* _PROBLEM STATEMENT_
Go through the data below. List every line that holds the word "println".

* * *

use std::process::{Command, Output};

fn git(args: &[&str]) -> Option<Output> {
    Command::new("git")
        .args(args)
        .output()
        .ok()
        .filter(|o| o.status.success())
}

fn main() {
    println!("cargo:rerun-if-changed=.git/HEAD");
    println!("cargo:rerun-if-changed=.git/refs/");

    let hash = git(&["rev-parse", "--short", "HEAD"])
        .map(|o| String::from_utf8_lossy(&o.stdout).trim().to_string())
        .unwrap_or_default();
    let on_tag = git(&["describe", "--exact-match", "--tags", "HEAD"]).is_some();

    println!("cargo:rustc-env=GIT_HASH={hash}");
    println!("cargo:rustc-env=ON_RELEASE_TAG={on_tag}");
}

* * *

* _PROBLEM SOLUTION_
    println!("cargo:rerun-if-changed=.git/HEAD");
    println!("cargo:rerun-if-changed=.git/refs/");
    println!("cargo:rustc-env=GIT_HASH={hash}");
    println!("cargo:rustc-env=ON_RELEASE_TAG={on_tag}");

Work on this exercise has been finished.